Dataset entries:
——————
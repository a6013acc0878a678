//! Closing-speed factor: best last-three-furlong time of the recent runs.

use crate::factors::{clamp_score, FactorContext};
use crate::types::PastPerformance;

/// Linear scale anchors: 33.0 s maps to 100, 38.0 s maps to 0.
const BEST_ANCHOR: f64 = 33.0;
const WORST_ANCHOR: f64 = 38.0;

/// How many recent runs are inspected.
const RECENT_RUNS: usize = 5;

/// Best (lowest) last-3F time across the last five runs, mapped linearly to
/// [0, 100]. Returns `None` with no observation.
pub fn score(past: &[PastPerformance], _ctx: &FactorContext) -> Option<f64> {
    let best = past
        .iter()
        .take(RECENT_RUNS)
        .filter_map(|r| r.last_3f)
        .fold(f64::INFINITY, f64::min);

    if best.is_finite() {
        Some(clamp_score(
            (WORST_ANCHOR - best) / (WORST_ANCHOR - BEST_ANCHOR) * 100.0,
        ))
    } else {
        None
    }
}
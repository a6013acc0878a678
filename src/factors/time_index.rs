//! Time-index factor: finish times against a distance-matched baseline.

use crate::factors::{clamp_score, FactorContext};
use crate::types::PastPerformance;

const DISTANCE_TOLERANCE: u32 = 100;
const MIN_MATCHING: usize = 2;

/// Compare the horse's finish times on matching surface/distance against the
/// median of that filtered set: score = 50 + 5 x z-score, where z measures
/// how far below the baseline the horse's mean time sits (faster is
/// positive). Requires at least two timed matching runs.
pub fn score(past: &[PastPerformance], ctx: &FactorContext) -> Option<f64> {
    let surface = ctx.surface?;
    let distance = ctx.distance?;

    let mut times: Vec<f64> = past
        .iter()
        .filter(|r| {
            r.surface == surface && r.distance.abs_diff(distance) <= DISTANCE_TOLERANCE
        })
        .filter_map(|r| r.finish_time)
        .collect();

    if times.len() < MIN_MATCHING {
        return None;
    }

    let mean = times.iter().sum::<f64>() / times.len() as f64;
    let baseline = median(&mut times);
    let variance =
        times.iter().map(|t| (t - mean).powi(2)).sum::<f64>() / times.len() as f64;
    let std_dev = variance.sqrt();

    let z = if std_dev > f64::EPSILON {
        (baseline - mean) / std_dev
    } else {
        0.0
    };

    Some(clamp_score(50.0 + 5.0 * z))
}

fn median(values: &mut [f64]) -> f64 {
    values.sort_by(|a, b| a.partial_cmp(b).unwrap_or(std::cmp::Ordering::Equal));
    let mid = values.len() / 2;
    if values.len() % 2 == 0 {
        (values[mid - 1] + values[mid]) / 2.0
    } else {
        values[mid]
    }
}

#[cfg(test)]
mod tests {
    use super::*;
    use crate::factors::tests::perf;
    use crate::types::Surface;

    fn ctx() -> FactorContext {
        FactorContext {
            surface: Some(Surface::Turf),
            distance: Some(2000),
            ..FactorContext::default()
        }
    }

    fn timed(days_ago: u32, secs: f64) -> crate::types::PastPerformance {
        let mut p = perf(days_ago, 3, 10);
        p.finish_time = Some(secs);
        p
    }

    #[test]
    fn test_symmetric_times_score_midpoint() {
        // median equals mean -> z = 0 -> 50
        let past = vec![timed(10, 119.0), timed(20, 120.0), timed(30, 121.0)];
        let s = score(&past, &ctx()).unwrap();
        assert!((s - 50.0).abs() < 1e-9);
    }

    #[test]
    fn test_slow_outlier_lowers_score() {
        // one very slow run drags the mean above the median baseline, so the
        // horse's typical time reads as slower than its baseline
        let past = vec![timed(10, 118.0), timed(20, 119.0), timed(30, 135.0)];
        let s = score(&past, &ctx()).unwrap();
        assert!(s < 50.0);
    }

    #[test]
    fn test_fast_outlier_raises_score() {
        let past = vec![timed(10, 121.0), timed(20, 120.0), timed(30, 105.0)];
        let s = score(&past, &ctx()).unwrap();
        assert!(s > 50.0);
    }

    #[test]
    fn test_requires_two_timed_runs() {
        let past = vec![timed(10, 120.0)];
        assert_eq!(score(&past, &ctx()), None);

        // untimed runs do not count toward the minimum
        let past = vec![timed(10, 120.0), perf(20, 3, 10)];
        assert_eq!(score(&past, &ctx()), None);
    }

    #[test]
    fn test_identical_times_score_midpoint() {
        let past = vec![timed(10, 120.0), timed(20, 120.0)];
        assert_eq!(score(&past, &ctx()), Some(50.0));
    }

    #[test]
    fn test_distance_filter_applies() {
        let mut far = timed(10, 90.0);
        far.distance = 1600;
        let past = vec![far, timed(20, 120.0), timed(30, 120.0)];
        // the 1600 m run must not enter the 2000 m baseline
        assert_eq!(score(&past, &ctx()), Some(50.0));
    }
}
——————
What you have to do:
Using the data above, return every line that contains the string "variance".

Written answer:
    let variance =
    let std_dev = variance.sqrt();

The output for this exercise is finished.